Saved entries
:::

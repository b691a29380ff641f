//! Output module for run summaries
//!
//! This module handles:
//! - Building the summary of a finished mirror run
//! - Rendering it for the console

pub mod stats;

pub use stats::{print_summary, render_summary, FailedAsset, RunSummary};
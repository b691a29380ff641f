//! Job and outcome types for the download engine

use std::fmt;
use thiserror::Error;
use url::Url;

/// Kind of asset a job downloads
#[derive(Debug, Clone, Copy, PartialEq, Eq, Hash)]
pub enum AssetKind {
    Style,
    Script,
    Image,
    Font,
    /// Web app manifests and icons referenced by `<link>`
    Manifest,
    /// Data preloaded with `as="fetch"`
    Json,
}

impl AssetKind {
    /// Priority tier of the kind
    pub fn tier(&self) -> Tier {
        match self {
            Self::Style | Self::Script | Self::Manifest | Self::Json => Tier::Critical,
            Self::Image | Self::Font => Tier::Deferred,
        }
    }

    pub fn as_str(&self) -> &'static str {
        match self {
            Self::Style => "style",
            Self::Script => "script",
            Self::Image => "image",
            Self::Font => "font",
            Self::Manifest => "manifest",
            Self::Json => "json",
        }
    }
}

impl fmt::Display for AssetKind {
    fn fmt(&self, f: &mut fmt::Formatter<'_>) -> fmt::Result {
        f.write_str(self.as_str())
    }
}

/// Scheduling tier; critical jobs always run before deferred ones
#[derive(Debug, Clone, Copy, PartialEq, Eq, PartialOrd, Ord, Hash)]
pub enum Tier {
    Deferred,
    Critical,
}

/// One unit of download work
///
/// A job is identified by its canonical URL. Every raw reference string that
/// resolved to that URL is kept in `origins` so the rewriter can replace each
/// of them.
#[derive(Debug, Clone, PartialEq, Eq)]
pub struct Job {
    /// Canonical absolute URL (fragment removed)
    pub url: Url,
    pub kind: AssetKind,
    /// Raw reference strings as they appear in the referring text
    pub origins: Vec<String>,
    /// Base the references were resolved against
    pub base: Url,
    /// Number of failed attempts so far
    pub retry_count: u32,
}

impl Job {
    pub fn new(url: Url, kind: AssetKind, origin: impl Into<String>, base: Url) -> Self {
        Self {
            url,
            kind,
            origins: vec![origin.into()],
            base,
            retry_count: 0,
        }
    }

    /// Dedup key
    pub fn key(&self) -> &str {
        self.url.as_str()
    }

    pub fn tier(&self) -> Tier {
        self.kind.tier()
    }

    /// Attempt number of the next execution, starting at 1
    pub fn attempt(&self) -> u32 {
        self.retry_count + 1
    }

    /// Records another origin string, ignoring duplicates
    pub fn add_origin(&mut self, origin: impl Into<String>) {
        let origin = origin.into();
        if !origin.is_empty() && !self.origins.contains(&origin) {
            self.origins.push(origin);
        }
    }
}

/// Failure of a single asset
#[derive(Debug, Clone, PartialEq, Eq, Error)]
pub enum AssetError {
    #[error("request to {url} failed: {message}")]
    Network { url: String, message: String },

    #[error("HTTP {status} for {url}")]
    Status { url: String, status: u16 },

    #[error("failed to read body of {url}: {message}")]
    Body { url: String, message: String },

    #[error("failed to store {path}: {message}")]
    Storage { path: String, message: String },

    #[error("invalid URL: {0}")]
    InvalidUrl(String),

    #[error("{0} was abandoned before completion")]
    Abandoned(String),
}

impl AssetError {
    /// Transport errors, non-success statuses and body-read errors are retried
    pub fn is_retryable(&self) -> bool {
        matches!(
            self,
            Self::Network { .. } | Self::Status { .. } | Self::Body { .. }
        )
    }
}

/// Result of a job: the stored path on success
pub type AssetResult = Result<String, AssetError>;

/// Terminal record of a job
#[derive(Debug, Clone)]
pub struct JobOutcome {
    pub job: Job,
    /// Attempts made, the successful one included
    pub attempts: u32,
    pub result: AssetResult,
}

#[cfg(test)]
mod tests {
    use super::*;

    fn url(s: &str) -> Url {
        Url::parse(s).unwrap()
    }

    #[test]
    fn test_tiers() {
        assert_eq!(AssetKind::Style.tier(), Tier::Critical);
        assert_eq!(AssetKind::Script.tier(), Tier::Critical);
        assert_eq!(AssetKind::Manifest.tier(), Tier::Critical);
        assert_eq!(AssetKind::Json.tier(), Tier::Critical);
        assert_eq!(AssetKind::Image.tier(), Tier::Deferred);
        assert_eq!(AssetKind::Font.tier(), Tier::Deferred);
        assert!(Tier::Critical > Tier::Deferred);
    }

    #[test]
    fn test_add_origin_dedups() {
        let base = url("https://x.com/");
        let mut job = Job::new(url("https://x.com/a.css"), AssetKind::Style, "a.css", base);
        job.add_origin("/a.css");
        job.add_origin("a.css");
        job.add_origin("");

        assert_eq!(job.origins, vec!["a.css".to_string(), "/a.css".to_string()]);
        assert_eq!(job.attempt(), 1);
    }

    #[test]
    fn test_retryable_classification() {
        let net = AssetError::Network {
            url: "u".into(),
            message: "timed out".into(),
        };
        let status = AssetError::Status {
            url: "u".into(),
            status: 404,
        };
        let storage = AssetError::Storage {
            path: "p".into(),
            message: "disk full".into(),
        };

        assert!(net.is_retryable());
        assert!(status.is_retryable());
        assert!(!storage.is_retryable());
        assert!(!AssetError::InvalidUrl("x".into()).is_retryable());
    }
}
//! Content transformations applied to downloaded text assets
//!
//! - Stylesheets: source maps removed, fonts localized
//! - Scripts: source maps removed, stylesheet literals (plain or templated)
//!   resolved so they can be fetched and rewritten

mod css;
pub mod javascript;
mod sourcemap;

pub use css::{localize_stylesheet, LocalizedStylesheet};
pub use javascript::{find_stylesheet_references, localize_script, ScriptReference};
pub use sourcemap::strip_source_maps;
//! Mirror coordinator - one document in, one localized document out
//!
//! This module ties the pipeline together:
//! - Scanning the document for assets
//! - Resolving stylesheet literals of inline scripts
//! - Running the worker pool until the work fixed point
//! - Rewriting the document from the finished asset map

use crate::config::{validate, Config, MAX_WORKERS};
use crate::discovery::scan_document;
use crate::engine::fetcher::{build_http_client, fetch_document};
use crate::engine::job::{AssetKind, Job};
use crate::engine::processor::AssetProcessor;
use crate::engine::progress::{LogProgress, ProgressSink};
use crate::engine::scheduler::{PoolReport, PoolSettings, Scheduler};
use crate::output::RunSummary;
use crate::rewrite::{rewrite_document, AssetMap};
use crate::storage::{NameRegistry, StorageSink};
use crate::transform::find_stylesheet_references;
use crate::{MirrorError, Result};
use chrono::Utc;
use reqwest::Client;
use std::sync::Arc;
use url::Url;

/// Result of localizing one document
#[derive(Debug, Clone)]
pub struct MirrorOutput {
    /// Document text with every stored reference pointing at its local copy
    pub document: String,
    /// Origin string to stored path
    pub asset_map: AssetMap,
    pub summary: RunSummary,
}

/// Localizes documents into a storage sink
pub struct Mirror {
    settings: PoolSettings,
    client: Client,
    progress: Arc<dyn ProgressSink>,
}

impl Mirror {
    /// Creates a mirror from configuration
    ///
    /// # Arguments
    ///
    /// * `config` - Pool, retry and user agent settings
    ///
    /// # Returns
    ///
    /// * `Ok(Mirror)` - Ready to localize documents
    /// * `Err(MirrorError)` - The configuration is invalid or the HTTP client
    ///   could not be built
    pub fn new(config: &Config) -> Result<Self> {
        validate(config)?;
        let client = build_http_client(&config.user_agent, &config.scraper)?;

        Ok(Self {
            settings: PoolSettings::from(&config.scraper),
            client,
            progress: Arc::new(LogProgress),
        })
    }

    /// Replaces the progress sink (defaults to [`LogProgress`])
    pub fn with_progress(mut self, progress: Arc<dyn ProgressSink>) -> Self {
        self.progress = progress;
        self
    }

    /// Overrides the number of workers, clamped to 1-100
    pub fn with_workers(mut self, workers: usize) -> Self {
        self.settings.workers = workers.clamp(1, MAX_WORKERS as usize);
        self
    }

    /// Fetches the root document with the mirror's HTTP client
    ///
    /// # Returns
    ///
    /// The document text and its final URL, which becomes the base URL
    pub async fn fetch_document(&self, url: &str) -> Result<(String, Url)> {
        fetch_document(&self.client, url).await
    }

    /// Downloads everything `document` references and rewrites it
    ///
    /// Individual asset failures never fail the call: the affected references
    /// stay as they were and the failure is listed in the summary.
    ///
    /// # Arguments
    ///
    /// * `document` - Document text
    /// * `base` - Base URL references are resolved against
    /// * `storage` - Where assets are written
    pub async fn localize(
        &self,
        document: &str,
        base: &Url,
        storage: Arc<dyn StorageSink>,
    ) -> Result<MirrorOutput> {
        let started_at = Utc::now();
        let discovery = scan_document(document, base);

        let mut jobs = discovery.jobs;
        for script in &discovery.inline_scripts {
            for reference in find_stylesheet_references(script, base) {
                jobs.push(Job::new(
                    reference.url,
                    AssetKind::Style,
                    reference.literal,
                    base.clone(),
                ));
            }
        }

        tracing::info!("Mirroring {} assets with {} workers", jobs.len(), self.settings.workers);

        let processor = AssetProcessor::new(
            self.client.clone(),
            storage.clone(),
            Arc::new(NameRegistry::new()),
        );
        let scheduler = Scheduler::start(
            self.settings.clone(),
            Arc::new(processor),
            self.progress.clone(),
        );

        for job in jobs {
            scheduler.submit(job).await?;
        }

        let report: PoolReport = scheduler.collect().await;
        let document = rewrite_document(document, &report.asset_map, storage.root());
        let summary = RunSummary::from_report(started_at, &report);

        tracing::info!(
            "Finished: {} stored, {} failed in {:.2?}",
            summary.successful,
            summary.failed,
            summary.elapsed
        );

        Ok(MirrorOutput {
            document,
            asset_map: report.asset_map,
            summary,
        })
    }
}

/// Localizes a document with default settings and `workers` workers
///
/// # Arguments
///
/// * `document` - Document text
/// * `base` - Absolute base URL
/// * `workers` - Pool size, clamped to 1-100
/// * `storage` - Where assets are written
/// * `progress` - Receives `(completed, total)` snapshots
///
/// # Example
///
/// ```no_run
/// use static_mirror::engine::{localize_document, LogProgress};
/// use static_mirror::MemoryStorage;
/// use std::sync::Arc;
///
/// # async fn run() -> static_mirror::Result<()> {
/// let storage = Arc::new(MemoryStorage::new());
/// let output = localize_document(
///     r#"<link rel="stylesheet" href="/a.css">"#,
///     "https://example.com/",
///     8,
///     storage,
///     Arc::new(LogProgress),
/// )
/// .await?;
/// println!("{}", output.document);
/// # Ok(())
/// # }
/// ```
pub async fn localize_document(
    document: &str,
    base: &str,
    workers: usize,
    storage: Arc<dyn StorageSink>,
    progress: Arc<dyn ProgressSink>,
) -> Result<MirrorOutput> {
    let base = Url::parse(base).map_err(|source| MirrorError::InvalidBaseUrl {
        url: base.to_string(),
        source,
    })?;

    Mirror::new(&Config::default())?
        .with_workers(workers)
        .with_progress(progress)
        .localize(document, &base, storage)
        .await
}
//! Progress reporting

use std::sync::atomic::{AtomicUsize, Ordering};
use std::sync::Arc;
use std::time::Duration;
use tokio::task::JoinHandle;

/// Receives `(completed, total)` snapshots while a pool is running
///
/// `total` grows as secondary jobs are discovered, so it is only an upper
/// bound of the work known so far.
pub trait ProgressSink: Send + Sync {
    fn on_progress(&self, completed: usize, total: usize);
}

impl<F> ProgressSink for F
where
    F: Fn(usize, usize) + Send + Sync,
{
    fn on_progress(&self, completed: usize, total: usize) {
        self(completed, total)
    }
}

/// Logs progress through `tracing`
#[derive(Debug, Default, Clone, Copy)]
pub struct LogProgress;

impl ProgressSink for LogProgress {
    fn on_progress(&self, completed: usize, total: usize) {
        if total == 0 {
            return;
        }
        tracing::info!(
            "Progress: {}/{} assets ({:.0}%)",
            completed,
            total,
            completed as f64 * 100.0 / total as f64
        );
    }
}

/// Discards every snapshot
#[derive(Debug, Default, Clone, Copy)]
pub struct NoProgress;

impl ProgressSink for NoProgress {
    fn on_progress(&self, _completed: usize, _total: usize) {}
}

/// Job counters of a running pool
#[derive(Debug, Default)]
pub(crate) struct Counters {
    total: AtomicUsize,
    completed: AtomicUsize,
    succeeded: AtomicUsize,
}

impl Counters {
    pub fn accepted(&self) {
        self.total.fetch_add(1, Ordering::SeqCst);
    }

    pub fn finished(&self, success: bool) {
        if success {
            self.succeeded.fetch_add(1, Ordering::SeqCst);
        }
        self.completed.fetch_add(1, Ordering::SeqCst);
    }

    /// `(completed, total)`
    pub fn snapshot(&self) -> (usize, usize) {
        (
            self.completed.load(Ordering::SeqCst),
            self.total.load(Ordering::SeqCst),
        )
    }

    pub fn succeeded(&self) -> usize {
        self.succeeded.load(Ordering::SeqCst)
    }
}

/// Spawns a task that reports the counters every `interval`
///
/// The task runs until aborted; the caller makes the final report.
pub(crate) fn spawn_reporter(
    counters: Arc<Counters>,
    sink: Arc<dyn ProgressSink>,
    interval: Duration,
) -> JoinHandle<()> {
    tokio::spawn(async move {
        let mut ticker = tokio::time::interval(interval);
        ticker.set_missed_tick_behavior(tokio::time::MissedTickBehavior::Skip);
        // The first tick completes immediately
        ticker.tick().await;

        loop {
            ticker.tick().await;
            let (completed, total) = counters.snapshot();
            sink.on_progress(completed, total);
        }
    })
}

#[cfg(test)]
mod tests {
    use super::*;
    use std::sync::Mutex;

    #[test]
    fn test_counters_snapshot() {
        let counters = Counters::default();
        counters.accepted();
        counters.accepted();
        counters.finished(true);

        assert_eq!(counters.snapshot(), (1, 2));
        assert_eq!(counters.succeeded(), 1);

        counters.finished(false);
        assert_eq!(counters.snapshot(), (2, 2));
        assert_eq!(counters.succeeded(), 1);
    }

    #[tokio::test]
    async fn test_reporter_ticks() {
        let seen = Arc::new(Mutex::new(Vec::new()));
        let sink: Arc<dyn ProgressSink> = {
            let seen = seen.clone();
            Arc::new(move |completed: usize, total: usize| {
                seen.lock().unwrap().push((completed, total));
            })
        };

        let counters = Arc::new(Counters::default());
        counters.accepted();

        let handle = spawn_reporter(counters, sink, Duration::from_millis(10));
        tokio::time::sleep(Duration::from_millis(60)).await;
        handle.abort();

        let seen = seen.lock().unwrap();
        assert!(!seen.is_empty());
        assert!(seen.iter().all(|&snapshot| snapshot == (0, 1)));
    }
}
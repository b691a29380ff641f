//! Configuration module for Static-Mirror
//!
//! This module handles loading, parsing, and validating TOML configuration files.
//!
//! # Example
//!
//! ```no_run
//! use static_mirror::config::load_config;
//! use std::path::Path;
//!
//! let config = load_config(Path::new("mirror.toml")).unwrap();
//! println!("Mirror will use {} workers", config.scraper.workers);
//! ```

mod parser;
mod types;
mod validation;

// Re-export types
pub use types::{Config, OutputConfig, ScraperConfig, UserAgentConfig};

// Re-export parser functions
pub use parser::{load_config, parse_config};
pub use validation::{validate, MAX_WORKERS};
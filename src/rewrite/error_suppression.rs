use once_cell::sync::Lazy;
use regex::Regex;
use std::borrow::Cow;

/// Marker the injected script starts with; its presence disables injection
pub const SUPPRESSION_MARKER: &str = "static-mirror: offline error suppression";

const SUPPRESSION_SCRIPT: &str = r#"<script>
// static-mirror: offline error suppression
(function () {
    var patterns = ['Failed to fetch', 'NetworkError', 'ERR_CONNECTION_REFUSED',
        'localhost:127', 'SecurityError', 'Script origin does not match',
        "registering client's origin"];
    function offlineNoise(text) {
        text = String(text || '');
        for (var i = 0; i < patterns.length; i++) {
            if (text.indexOf(patterns[i]) !== -1) { return true; }
        }
        return false;
    }
    window.addEventListener('error', function (e) {
        if (offlineNoise(e.message)) { e.preventDefault(); e.stopPropagation(); }
    }, true);
    window.addEventListener('unhandledrejection', function (e) {
        if (offlineNoise(e.reason)) { e.preventDefault(); }
    });
    if (!window.__mirrorConsolePatched) {
        window.__mirrorConsolePatched = true;
        var consoleError = console.error;
        console.error = function () {
            var args = Array.prototype.slice.call(arguments);
            if (offlineNoise(args.join(' '))) { return; }
            consoleError.apply(console, args);
        };
    }
})();
</script>"#;

static HEAD_OPEN: Lazy<Regex> =
    Lazy::new(|| Regex::new(r"(?i)<head(?:\s[^>]*)?>").expect("Invalid head tag regex"));

/// Inserts the offline error-suppression script after the opening `<head>`
///
/// The script swallows failed-fetch, connection-refused and origin-mismatch
/// errors raised by the page's own code when it runs from local files.
/// Documents without a `<head>` tag and documents that already carry the
/// script are returned unchanged.
pub fn inject_error_suppression(document: &str) -> Cow<'_, str> {
    if document.contains(SUPPRESSION_MARKER) {
        return Cow::Borrowed(document);
    }

    match HEAD_OPEN.find(document) {
        Some(head) => {
            let mut out = String::with_capacity(document.len() + SUPPRESSION_SCRIPT.len() + 1);
            out.push_str(&document[..head.end()]);
            out.push('\n');
            out.push_str(SUPPRESSION_SCRIPT);
            out.push_str(&document[head.end()..]);
            Cow::Owned(out)
        }
        None => Cow::Borrowed(document),
    }
}
use crate::config::types::{Config, OutputConfig, ScraperConfig, UserAgentConfig};
use crate::ConfigError;
use url::Url;

/// Upper bound of the worker pool size
pub const MAX_WORKERS: u32 = 100;

/// Validates the entire configuration
pub fn validate(config: &Config) -> Result<(), ConfigError> {
    validate_scraper_config(&config.scraper)?;
    validate_user_agent_config(&config.user_agent)?;
    validate_output_config(&config.output)?;
    Ok(())
}

/// Validates worker pool configuration
fn validate_scraper_config(config: &ScraperConfig) -> Result<(), ConfigError> {
    if config.workers < 1 || config.workers > MAX_WORKERS {
        return Err(ConfigError::Validation(format!(
            "workers must be between 1 and {}, got {}",
            MAX_WORKERS, config.workers
        )));
    }

    if config.max_attempts < 1 || config.max_attempts > 10 {
        return Err(ConfigError::Validation(format!(
            "max_attempts must be between 1 and 10, got {}",
            config.max_attempts
        )));
    }

    if config.request_timeout_secs < 1 {
        return Err(ConfigError::Validation(format!(
            "request_timeout_secs must be >= 1, got {}",
            config.request_timeout_secs
        )));
    }

    if config.progress_interval_ms < 10 {
        return Err(ConfigError::Validation(format!(
            "progress_interval_ms must be >= 10ms, got {}ms",
            config.progress_interval_ms
        )));
    }

    Ok(())
}

/// Validates user agent configuration
fn validate_user_agent_config(config: &UserAgentConfig) -> Result<(), ConfigError> {
    if config.name.is_empty() {
        return Err(ConfigError::Validation(
            "user-agent name cannot be empty".to_string(),
        ));
    }

    if !config
        .name
        .chars()
        .all(|c| c.is_alphanumeric() || c == '-' || c == '_')
    {
        return Err(ConfigError::Validation(format!(
            "user-agent name must contain only alphanumeric characters, '-' and '_', got '{}'",
            config.name
        )));
    }

    if !config.contact_url.is_empty() {
        Url::parse(&config.contact_url).map_err(|e| {
            ConfigError::Validation(format!("Invalid contact_url: {}", e))
        })?;
    }

    Ok(())
}

/// Validates output configuration
fn validate_output_config(config: &OutputConfig) -> Result<(), ConfigError> {
    if config.directory.is_empty() {
        return Err(ConfigError::Validation(
            "output directory cannot be empty".to_string(),
        ));
    }

    if config.document.is_empty() {
        return Err(ConfigError::Validation(
            "document file name cannot be empty".to_string(),
        ));
    }

    if config.document.contains('/') || config.document.contains('\\') {
        return Err(ConfigError::Validation(format!(
            "document must be a bare file name, got '{}'",
            config.document
        )));
    }

    Ok(())
}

:::

**YOUR TASK**: Filter the entries above down to the lines that contain "link".

**TASK RESPONSE**:
    /// Web app manifests and icons referenced by `<link>`
///     r#"<link rel="stylesheet" href="/a.css">"#,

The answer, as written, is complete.